Extracted entries.
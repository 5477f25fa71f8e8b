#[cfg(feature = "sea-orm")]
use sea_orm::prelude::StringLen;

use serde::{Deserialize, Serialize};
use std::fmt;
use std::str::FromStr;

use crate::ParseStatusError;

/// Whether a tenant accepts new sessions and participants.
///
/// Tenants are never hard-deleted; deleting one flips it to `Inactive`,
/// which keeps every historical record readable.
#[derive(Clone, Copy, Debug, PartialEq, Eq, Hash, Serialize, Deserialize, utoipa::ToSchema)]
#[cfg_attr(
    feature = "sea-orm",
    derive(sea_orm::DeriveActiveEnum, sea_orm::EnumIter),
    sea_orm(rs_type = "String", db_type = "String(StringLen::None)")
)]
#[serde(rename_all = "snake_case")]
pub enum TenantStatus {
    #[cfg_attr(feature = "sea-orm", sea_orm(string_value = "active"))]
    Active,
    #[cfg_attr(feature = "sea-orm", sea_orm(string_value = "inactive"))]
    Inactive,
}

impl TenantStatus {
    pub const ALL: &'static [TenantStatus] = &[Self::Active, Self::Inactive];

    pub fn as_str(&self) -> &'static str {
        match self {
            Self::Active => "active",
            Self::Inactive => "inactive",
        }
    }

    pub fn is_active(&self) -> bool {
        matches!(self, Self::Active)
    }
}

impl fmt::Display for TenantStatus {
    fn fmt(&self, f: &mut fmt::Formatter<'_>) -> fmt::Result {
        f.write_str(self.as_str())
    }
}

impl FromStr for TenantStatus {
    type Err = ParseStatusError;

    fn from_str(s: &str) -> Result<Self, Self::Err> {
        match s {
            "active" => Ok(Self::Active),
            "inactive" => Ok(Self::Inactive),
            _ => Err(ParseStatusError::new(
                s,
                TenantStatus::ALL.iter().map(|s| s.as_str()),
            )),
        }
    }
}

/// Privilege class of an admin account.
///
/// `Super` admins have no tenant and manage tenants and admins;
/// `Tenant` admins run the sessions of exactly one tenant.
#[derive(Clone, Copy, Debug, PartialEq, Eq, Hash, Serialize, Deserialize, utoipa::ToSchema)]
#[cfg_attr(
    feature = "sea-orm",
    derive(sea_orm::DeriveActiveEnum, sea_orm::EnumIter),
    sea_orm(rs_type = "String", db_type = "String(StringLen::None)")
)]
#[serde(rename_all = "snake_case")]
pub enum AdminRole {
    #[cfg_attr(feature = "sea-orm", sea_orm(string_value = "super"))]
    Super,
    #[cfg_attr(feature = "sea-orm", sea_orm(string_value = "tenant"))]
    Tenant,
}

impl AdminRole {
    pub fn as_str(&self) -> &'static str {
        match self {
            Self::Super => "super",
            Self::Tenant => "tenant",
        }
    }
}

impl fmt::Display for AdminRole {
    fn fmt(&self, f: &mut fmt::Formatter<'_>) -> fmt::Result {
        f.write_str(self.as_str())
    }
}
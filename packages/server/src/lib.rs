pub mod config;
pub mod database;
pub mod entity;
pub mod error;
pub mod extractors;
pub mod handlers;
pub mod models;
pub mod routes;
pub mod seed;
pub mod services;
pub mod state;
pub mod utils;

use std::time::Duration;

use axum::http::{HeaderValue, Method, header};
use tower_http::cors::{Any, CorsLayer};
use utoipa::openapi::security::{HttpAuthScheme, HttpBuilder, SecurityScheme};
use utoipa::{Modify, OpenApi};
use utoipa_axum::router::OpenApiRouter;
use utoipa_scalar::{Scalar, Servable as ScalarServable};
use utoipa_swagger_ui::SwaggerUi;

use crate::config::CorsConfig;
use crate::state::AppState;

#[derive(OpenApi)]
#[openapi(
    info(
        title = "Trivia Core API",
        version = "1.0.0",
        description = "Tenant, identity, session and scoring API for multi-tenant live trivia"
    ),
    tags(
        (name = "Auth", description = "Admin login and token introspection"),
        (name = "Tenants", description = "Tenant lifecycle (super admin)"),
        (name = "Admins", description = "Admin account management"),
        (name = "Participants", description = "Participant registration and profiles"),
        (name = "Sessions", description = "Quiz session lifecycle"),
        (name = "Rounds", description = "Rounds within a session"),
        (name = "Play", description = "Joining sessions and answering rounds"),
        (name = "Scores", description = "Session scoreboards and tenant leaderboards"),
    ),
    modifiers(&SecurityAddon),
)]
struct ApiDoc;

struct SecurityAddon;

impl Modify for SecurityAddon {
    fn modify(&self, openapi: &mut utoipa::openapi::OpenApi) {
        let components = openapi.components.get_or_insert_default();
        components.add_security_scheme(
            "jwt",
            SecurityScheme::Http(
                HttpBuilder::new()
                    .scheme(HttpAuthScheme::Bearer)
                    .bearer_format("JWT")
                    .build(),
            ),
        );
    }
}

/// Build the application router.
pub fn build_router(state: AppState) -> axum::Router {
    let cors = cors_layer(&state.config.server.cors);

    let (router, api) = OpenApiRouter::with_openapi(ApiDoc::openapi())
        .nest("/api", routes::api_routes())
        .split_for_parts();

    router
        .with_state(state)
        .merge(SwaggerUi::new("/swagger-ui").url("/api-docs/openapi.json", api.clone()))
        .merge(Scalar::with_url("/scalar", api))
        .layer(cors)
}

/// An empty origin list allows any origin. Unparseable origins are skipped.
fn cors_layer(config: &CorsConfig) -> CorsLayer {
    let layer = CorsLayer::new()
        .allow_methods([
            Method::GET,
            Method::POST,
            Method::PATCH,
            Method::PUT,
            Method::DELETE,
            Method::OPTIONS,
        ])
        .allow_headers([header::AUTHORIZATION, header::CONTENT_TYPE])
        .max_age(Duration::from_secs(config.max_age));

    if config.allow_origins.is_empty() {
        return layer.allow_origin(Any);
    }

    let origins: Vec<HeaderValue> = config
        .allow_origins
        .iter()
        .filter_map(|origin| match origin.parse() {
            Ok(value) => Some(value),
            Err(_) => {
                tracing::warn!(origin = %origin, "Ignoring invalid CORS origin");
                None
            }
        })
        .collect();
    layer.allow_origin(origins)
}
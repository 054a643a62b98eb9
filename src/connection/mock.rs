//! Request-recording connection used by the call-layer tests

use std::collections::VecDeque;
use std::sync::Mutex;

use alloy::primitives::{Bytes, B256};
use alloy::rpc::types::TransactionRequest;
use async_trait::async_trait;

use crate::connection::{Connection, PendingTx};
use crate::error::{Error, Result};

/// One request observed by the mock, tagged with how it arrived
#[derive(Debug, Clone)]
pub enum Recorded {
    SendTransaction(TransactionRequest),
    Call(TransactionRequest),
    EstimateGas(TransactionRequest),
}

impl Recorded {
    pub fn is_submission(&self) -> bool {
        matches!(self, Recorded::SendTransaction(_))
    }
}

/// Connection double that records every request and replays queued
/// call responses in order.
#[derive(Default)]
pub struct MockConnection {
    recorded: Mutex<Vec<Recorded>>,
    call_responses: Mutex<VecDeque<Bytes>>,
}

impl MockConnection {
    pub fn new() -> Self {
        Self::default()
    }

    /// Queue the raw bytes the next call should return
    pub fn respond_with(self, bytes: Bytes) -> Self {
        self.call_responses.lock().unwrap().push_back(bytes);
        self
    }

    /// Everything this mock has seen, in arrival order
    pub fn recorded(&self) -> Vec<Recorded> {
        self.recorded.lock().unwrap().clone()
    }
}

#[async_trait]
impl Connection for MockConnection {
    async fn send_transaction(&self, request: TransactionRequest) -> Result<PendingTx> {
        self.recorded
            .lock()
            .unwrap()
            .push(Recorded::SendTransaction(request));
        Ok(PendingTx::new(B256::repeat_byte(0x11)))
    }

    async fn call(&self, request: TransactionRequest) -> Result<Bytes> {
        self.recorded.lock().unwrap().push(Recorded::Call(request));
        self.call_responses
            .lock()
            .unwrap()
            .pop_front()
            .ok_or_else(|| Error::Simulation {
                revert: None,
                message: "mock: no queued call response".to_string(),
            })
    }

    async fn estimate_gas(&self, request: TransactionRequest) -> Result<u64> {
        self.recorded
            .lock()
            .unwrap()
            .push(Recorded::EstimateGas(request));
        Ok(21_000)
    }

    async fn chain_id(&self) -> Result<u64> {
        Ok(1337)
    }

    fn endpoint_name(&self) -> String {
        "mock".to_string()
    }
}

About this task.
Each line holding the word "alloy" must be copied from the data.

Task response.
use alloy::primitives::{Bytes, B256};
use alloy::rpc::types::TransactionRequest;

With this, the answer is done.